▶ ACTION ITEM
Range to reproduce from the entries below: the line with "filename crates/controller/src/runtime.rs", the line with "use std::future::Future;", and every line in between. Give them exactly and give nothing else.

====== MATERIAL TO PROCESS ======

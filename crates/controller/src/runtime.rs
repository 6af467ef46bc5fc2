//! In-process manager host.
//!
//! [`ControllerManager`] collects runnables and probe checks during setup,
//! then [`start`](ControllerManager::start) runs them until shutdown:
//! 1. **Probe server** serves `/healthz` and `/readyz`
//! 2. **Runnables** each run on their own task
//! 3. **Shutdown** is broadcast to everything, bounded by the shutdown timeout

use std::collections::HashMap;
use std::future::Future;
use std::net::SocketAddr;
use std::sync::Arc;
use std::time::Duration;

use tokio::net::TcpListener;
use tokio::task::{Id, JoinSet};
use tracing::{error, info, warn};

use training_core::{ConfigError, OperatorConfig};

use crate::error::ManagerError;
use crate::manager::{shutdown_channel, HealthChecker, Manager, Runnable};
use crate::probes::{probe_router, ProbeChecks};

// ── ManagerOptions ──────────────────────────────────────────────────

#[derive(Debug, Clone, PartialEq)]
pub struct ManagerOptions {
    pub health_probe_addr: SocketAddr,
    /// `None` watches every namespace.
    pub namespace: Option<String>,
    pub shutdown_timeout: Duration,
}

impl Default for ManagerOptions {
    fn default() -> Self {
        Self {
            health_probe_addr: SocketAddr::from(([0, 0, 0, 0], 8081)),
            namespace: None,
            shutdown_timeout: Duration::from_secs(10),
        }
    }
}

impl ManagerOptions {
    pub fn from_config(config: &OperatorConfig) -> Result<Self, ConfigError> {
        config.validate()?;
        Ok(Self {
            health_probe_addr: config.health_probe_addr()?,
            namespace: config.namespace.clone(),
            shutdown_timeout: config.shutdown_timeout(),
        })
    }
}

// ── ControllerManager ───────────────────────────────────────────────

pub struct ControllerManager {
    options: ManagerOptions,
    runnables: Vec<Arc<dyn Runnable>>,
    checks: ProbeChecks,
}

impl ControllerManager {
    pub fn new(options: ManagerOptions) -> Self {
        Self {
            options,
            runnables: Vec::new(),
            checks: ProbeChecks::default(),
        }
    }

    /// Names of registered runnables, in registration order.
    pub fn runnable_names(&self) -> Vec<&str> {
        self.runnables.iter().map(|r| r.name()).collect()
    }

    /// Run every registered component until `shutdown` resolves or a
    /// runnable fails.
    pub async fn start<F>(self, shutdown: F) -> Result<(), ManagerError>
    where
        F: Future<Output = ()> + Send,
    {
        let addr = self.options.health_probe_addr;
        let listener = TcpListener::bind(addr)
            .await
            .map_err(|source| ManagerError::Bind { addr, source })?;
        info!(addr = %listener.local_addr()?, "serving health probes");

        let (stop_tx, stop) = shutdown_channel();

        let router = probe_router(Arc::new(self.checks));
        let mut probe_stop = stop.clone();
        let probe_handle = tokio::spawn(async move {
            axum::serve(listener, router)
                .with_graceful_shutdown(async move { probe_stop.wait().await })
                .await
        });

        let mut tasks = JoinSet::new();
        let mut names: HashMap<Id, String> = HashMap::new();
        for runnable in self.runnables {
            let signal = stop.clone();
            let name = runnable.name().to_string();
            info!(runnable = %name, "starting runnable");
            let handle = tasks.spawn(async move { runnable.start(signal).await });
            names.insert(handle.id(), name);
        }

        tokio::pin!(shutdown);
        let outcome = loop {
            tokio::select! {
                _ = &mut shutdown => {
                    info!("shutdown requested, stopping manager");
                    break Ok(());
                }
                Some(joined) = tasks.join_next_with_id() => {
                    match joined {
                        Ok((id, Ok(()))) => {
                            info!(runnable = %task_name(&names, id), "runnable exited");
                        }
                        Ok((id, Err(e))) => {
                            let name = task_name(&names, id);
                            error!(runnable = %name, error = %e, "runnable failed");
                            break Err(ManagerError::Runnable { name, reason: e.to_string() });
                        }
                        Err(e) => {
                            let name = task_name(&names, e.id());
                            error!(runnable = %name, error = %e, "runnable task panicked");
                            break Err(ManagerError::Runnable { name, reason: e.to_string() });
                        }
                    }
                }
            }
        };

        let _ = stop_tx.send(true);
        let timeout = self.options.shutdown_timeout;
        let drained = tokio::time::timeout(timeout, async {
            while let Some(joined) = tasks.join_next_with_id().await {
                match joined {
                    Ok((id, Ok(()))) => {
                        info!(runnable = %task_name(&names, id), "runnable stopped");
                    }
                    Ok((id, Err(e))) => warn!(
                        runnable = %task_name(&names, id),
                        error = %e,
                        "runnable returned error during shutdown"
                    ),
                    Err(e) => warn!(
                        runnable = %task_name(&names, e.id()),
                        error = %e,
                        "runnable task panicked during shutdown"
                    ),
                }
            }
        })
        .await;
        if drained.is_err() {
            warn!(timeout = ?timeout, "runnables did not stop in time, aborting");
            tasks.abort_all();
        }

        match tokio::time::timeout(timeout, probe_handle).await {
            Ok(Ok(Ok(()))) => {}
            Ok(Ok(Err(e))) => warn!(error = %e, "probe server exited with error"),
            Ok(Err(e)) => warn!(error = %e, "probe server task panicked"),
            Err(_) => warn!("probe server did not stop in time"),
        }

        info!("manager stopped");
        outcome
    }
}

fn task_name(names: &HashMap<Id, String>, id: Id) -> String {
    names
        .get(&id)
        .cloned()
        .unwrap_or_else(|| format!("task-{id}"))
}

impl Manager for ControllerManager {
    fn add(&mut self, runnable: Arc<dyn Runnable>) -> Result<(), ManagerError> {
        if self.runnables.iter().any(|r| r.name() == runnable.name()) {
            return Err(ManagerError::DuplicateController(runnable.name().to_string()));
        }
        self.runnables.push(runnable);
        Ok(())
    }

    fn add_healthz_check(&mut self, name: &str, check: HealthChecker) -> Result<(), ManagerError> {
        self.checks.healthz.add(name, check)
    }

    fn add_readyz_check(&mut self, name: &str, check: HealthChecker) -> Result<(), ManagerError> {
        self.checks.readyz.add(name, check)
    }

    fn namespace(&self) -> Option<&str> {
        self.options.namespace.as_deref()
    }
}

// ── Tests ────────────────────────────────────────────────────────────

======
====== MATERIAL TO PROCESS ======

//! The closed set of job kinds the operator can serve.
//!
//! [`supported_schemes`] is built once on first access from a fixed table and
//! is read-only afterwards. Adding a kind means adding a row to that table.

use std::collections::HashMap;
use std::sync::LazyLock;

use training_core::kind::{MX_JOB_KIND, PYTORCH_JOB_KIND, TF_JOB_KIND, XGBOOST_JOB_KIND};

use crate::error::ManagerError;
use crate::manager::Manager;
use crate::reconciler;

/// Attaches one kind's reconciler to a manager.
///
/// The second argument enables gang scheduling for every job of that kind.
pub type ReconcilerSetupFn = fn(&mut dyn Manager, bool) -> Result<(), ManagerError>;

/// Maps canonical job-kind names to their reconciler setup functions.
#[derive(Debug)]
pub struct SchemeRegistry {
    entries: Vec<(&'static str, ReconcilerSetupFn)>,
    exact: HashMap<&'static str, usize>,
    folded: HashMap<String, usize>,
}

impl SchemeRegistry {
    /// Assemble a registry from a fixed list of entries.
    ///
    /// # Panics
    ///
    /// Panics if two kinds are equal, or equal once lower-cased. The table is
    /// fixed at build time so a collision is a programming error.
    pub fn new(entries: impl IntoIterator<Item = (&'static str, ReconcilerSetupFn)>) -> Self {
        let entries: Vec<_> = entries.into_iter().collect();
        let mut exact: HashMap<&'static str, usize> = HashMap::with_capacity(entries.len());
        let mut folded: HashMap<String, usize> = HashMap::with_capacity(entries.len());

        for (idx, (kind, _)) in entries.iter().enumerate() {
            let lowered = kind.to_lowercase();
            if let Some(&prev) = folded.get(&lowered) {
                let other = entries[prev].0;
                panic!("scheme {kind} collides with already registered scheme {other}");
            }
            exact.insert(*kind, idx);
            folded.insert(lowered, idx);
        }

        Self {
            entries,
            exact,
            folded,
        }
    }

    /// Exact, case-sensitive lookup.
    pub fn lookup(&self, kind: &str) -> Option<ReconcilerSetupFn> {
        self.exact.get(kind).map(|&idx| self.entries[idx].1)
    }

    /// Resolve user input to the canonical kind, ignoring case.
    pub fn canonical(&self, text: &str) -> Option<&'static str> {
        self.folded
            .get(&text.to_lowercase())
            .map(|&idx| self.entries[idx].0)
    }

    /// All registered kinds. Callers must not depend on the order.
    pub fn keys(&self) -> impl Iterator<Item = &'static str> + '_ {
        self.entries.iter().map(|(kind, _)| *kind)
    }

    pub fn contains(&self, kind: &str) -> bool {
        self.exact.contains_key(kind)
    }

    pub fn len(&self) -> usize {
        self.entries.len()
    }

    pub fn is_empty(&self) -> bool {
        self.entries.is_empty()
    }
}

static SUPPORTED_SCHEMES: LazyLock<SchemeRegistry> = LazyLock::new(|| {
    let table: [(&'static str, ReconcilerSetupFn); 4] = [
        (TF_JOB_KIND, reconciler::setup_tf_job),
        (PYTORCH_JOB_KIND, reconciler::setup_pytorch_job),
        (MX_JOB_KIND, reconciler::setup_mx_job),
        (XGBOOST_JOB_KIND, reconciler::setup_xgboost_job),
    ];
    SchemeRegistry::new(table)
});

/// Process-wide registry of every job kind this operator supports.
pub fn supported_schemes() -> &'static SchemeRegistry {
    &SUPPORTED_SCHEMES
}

======

▶ WRITTEN REPLY
filename crates/controller/src/runtime.rs
repository 6af467ef46bc5fc2
//! In-process manager host.
//!
//! [`ControllerManager`] collects runnables and probe checks during setup,
//! then [`start`](ControllerManager::start) runs them until shutdown:
//! 1. **Probe server** serves `/healthz` and `/readyz`
//! 2. **Runnables** each run on their own task
//! 3. **Shutdown** is broadcast to everything, bounded by the shutdown timeout

use std::collections::HashMap;
use std::future::Future;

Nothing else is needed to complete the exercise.